We live in a time of premature verdicts delivered by sponsored sound bites. Dodd-Frank is a failure, pundits cry, with burgeoning regulations driving small banks out of business, making “too big to fail” as certain as death.

To the contrary, the Secretary of the U.S. Treasury Department touts Dodd-Frank as the builder of a pro-growth, pro-investment financial system. Deputy Assistant Secretary Wolin attempts to dispel the “myth” that Dodd-Frank hurts small banks by saying that it helps to level the playing field between large banks and small ones and holds big banks to much stiffer standards than small ones.

So what’s the truth? Will Dodd-Frank spell the death knell for community banks? Is Dodd-Frank swamping banks with regulations, creating job security for compliance officers and attorneys? According to the General Accounting Office in November 2011, “little is known about the actual impact of the final Dodd-Frank rules, given the short amount of time the rules have been in effect.”

Several major criticisms of Dodd-Frank ring true. First, Dodd-Frank did not reinstate Glass-Steagall, the depression era legislation that separated commercial from investment banks, repealed during the Clinton presidency. Second, Dodd-Frank does not explicitly attack the credit default swap exposure that brought down AIG and now poses unclear risk regarding U.S. bank exposure to European sovereign debt.

Most important, if one were to assume that the Dodd-Frank provisions were designed to prevent another financial crisis on the order of the 2008 debacle, a year and a half has passed and most of the legislation remains unimplemented.
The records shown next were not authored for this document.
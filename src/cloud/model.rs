//! Vehicle records returned by the cloud API.

use serde::{Deserialize, Serialize};
use serde_json::Value;

use crate::error::Result;

/// State string reported by a vehicle whose connectivity is up.
pub const ONLINE: &str = "online";

/// A vehicle summary as listed on the account.
#[derive(Debug, Clone, PartialEq, Serialize, Deserialize)]
pub struct Vehicle {
    /// Cloud-side identifier used in request paths.
    pub id: u64,
    /// Vehicle identification number.
    pub vin: String,
    /// Owner-assigned name, if any.
    #[serde(default)]
    pub display_name: Option<String>,
    /// Connectivity state: `online`, `asleep`, or `offline`.
    pub state: String,
}

impl Vehicle {
    /// Whether the vehicle currently accepts commands.
    pub fn is_online(&self) -> bool {
        self.state == ONLINE
    }

    /// Display name, falling back to the VIN for unnamed vehicles.
    pub fn name(&self) -> &str {
        self.display_name
            .as_deref()
            .filter(|n| !n.is_empty())
            .unwrap_or(&self.vin)
    }
}

/// Charging subsystem state.
#[derive(Debug, Clone, Default, PartialEq, Deserialize)]
#[serde(default)]
pub struct ChargeState {
    pub battery_level: i64,
    /// Estimated range in miles.
    pub battery_range: f64,
    /// `Charging`, `Complete`, `Disconnected`, `Stopped`, ...
    pub charging_state: String,
    pub charge_limit_soc: i64,
    /// Hours until the charge limit is reached.
    pub time_to_full_charge: f64,
    /// Miles of range added per hour.
    pub charge_rate: f64,
}

/// Cabin climate state. Temperatures are Celsius and absent while asleep.
#[derive(Debug, Clone, Default, PartialEq, Deserialize)]
#[serde(default)]
pub struct ClimateState {
    pub inside_temp: Option<f64>,
    pub outside_temp: Option<f64>,
    pub is_climate_on: bool,
}

/// GPS position.
#[derive(Debug, Clone, Default, PartialEq, Deserialize)]
#[serde(default)]
pub struct DriveState {
    pub latitude: Option<f64>,
    pub longitude: Option<f64>,
}

/// Body state: locks and odometer (miles).
#[derive(Debug, Clone, Default, PartialEq, Deserialize)]
#[serde(default)]
pub struct VehicleState {
    pub locked: bool,
    pub odometer: f64,
}

/// Full vehicle data: typed views plus the raw document they came from.
#[derive(Debug, Clone, PartialEq)]
pub struct VehicleData {
    pub charge_state: ChargeState,
    pub climate_state: ClimateState,
    pub drive_state: DriveState,
    pub vehicle_state: VehicleState,
    raw: Value,
}

impl VehicleData {
    /// Build the typed view from a raw `vehicle_data` document.
    ///
    /// Missing groups decode to their defaults; present but malformed
    /// groups are an error.
    pub fn from_value(raw: Value) -> Result<Self> {
        Ok(Self {
            charge_state: group(&raw, "charge_state")?,
            climate_state: group(&raw, "climate_state")?,
            drive_state: group(&raw, "drive_state")?,
            vehicle_state: group(&raw, "vehicle_state")?,
            raw,
        })
    }

    /// The document exactly as the API returned it.
    pub fn raw(&self) -> &Value {
        &self.raw
    }
}

fn group<T>(raw: &Value, key: &str) -> Result<T>
where
    T: for<'de> Deserialize<'de> + Default,
{
    match raw.get(key) {
        Some(Value::Null) | None => Ok(T::default()),
        Some(v) => Ok(serde_json::from_value(v.clone())?),
    }
}

#[cfg(test)]
mod tests {
    use super::*;
    use serde_json::json;

    fn vehicle(state: &str, name: Option<&str>) -> Vehicle {
        Vehicle {
            id: 1,
            vin: "5YJ3E1EA7KF000001".to_string(),
            display_name: name.map(String::from),
            state: state.to_string(),
        }
    }

    #[test]
    fn online_state_detection() {
        assert!(vehicle("online", None).is_online());
        assert!(!vehicle("asleep", None).is_online());
        assert!(!vehicle("offline", None).is_online());
    }

    #[test]
    fn name_falls_back_to_vin() {
        assert_eq!(vehicle("online", Some("Roadrunner")).name(), "Roadrunner");
        assert_eq!(vehicle("online", None).name(), "5YJ3E1EA7KF000001");
        assert_eq!(vehicle("online", Some("")).name(), "5YJ3E1EA7KF000001");
    }

    #[test]
    fn vehicle_deserializes_from_listing() {
        let v: Vehicle = serde_json::from_value(json!({
            "id": 1492931520123456u64,
            "vehicle_id": 1234,
            "vin": "5YJ3E1EA7KF000001",
            "display_name": "Roadrunner",
            "state": "asleep",
            "in_service": false
        }))
        .unwrap();
        assert_eq!(v.id, 1492931520123456);
        assert_eq!(v.state, "asleep");
    }

    #[test]
    fn vehicle_data_decodes_groups() {
        let data = VehicleData::from_value(json!({
            "charge_state": {
                "battery_level": 80,
                "battery_range": 241.3,
                "charging_state": "Charging",
                "charge_limit_soc": 90,
                "time_to_full_charge": 1.5,
                "charge_rate": 25
            },
            "climate_state": {"inside_temp": 21.5, "outside_temp": 12.0, "is_climate_on": true},
            "drive_state": {"latitude": 37.4, "longitude": -122.1},
            "vehicle_state": {"locked": true, "odometer": 12345.6}
        }))
        .unwrap();

        assert_eq!(data.charge_state.battery_level, 80);
        assert_eq!(data.charge_state.charge_rate, 25.0);
        assert_eq!(data.climate_state.inside_temp, Some(21.5));
        assert!(data.climate_state.is_climate_on);
        assert_eq!(data.drive_state.latitude, Some(37.4));
        assert!(data.vehicle_state.locked);
    }

    #[test]
    fn missing_groups_use_defaults() {
        let data = VehicleData::from_value(json!({"id": 1})).unwrap();
        assert_eq!(data.charge_state, ChargeState::default());
        assert_eq!(data.drive_state.latitude, None);
    }

    #[test]
    fn null_temperatures_are_absent() {
        let data = VehicleData::from_value(json!({
            "climate_state": {"inside_temp": null, "outside_temp": null, "is_climate_on": false}
        }))
        .unwrap();
        assert_eq!(data.climate_state.inside_temp, None);
    }

    #[test]
    fn malformed_group_is_an_error() {
        let result = VehicleData::from_value(json!({"charge_state": {"battery_level": "full"}}));
        assert!(result.is_err());
    }

    #[test]
    fn raw_document_is_retained() {
        let doc = json!({"vin": "X", "vehicle_state": {"locked": false, "odometer": 1.0}});
        let data = VehicleData::from_value(doc.clone()).unwrap();
        assert_eq!(data.raw(), &doc);
    }
}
Well, say the doubters, banks still aren’t lending, sitting on their cash, all because of Dodd-Frank. That’s easy to say, but what in Dodd-Frank has caused this? Perhaps the specter of Dodd-Frank regulations (such as proposed ability to repay regulations), not yet adopted. More likely, concern about the loosey-goosey practices that led to the crisis and the resulting closer scrutiny of bank examiners, not Dodd-Frank. Even if Dodd-Frank hadn’t come to be, we’d most likely be working through the subprime fallout and banks would be reluctant to lend.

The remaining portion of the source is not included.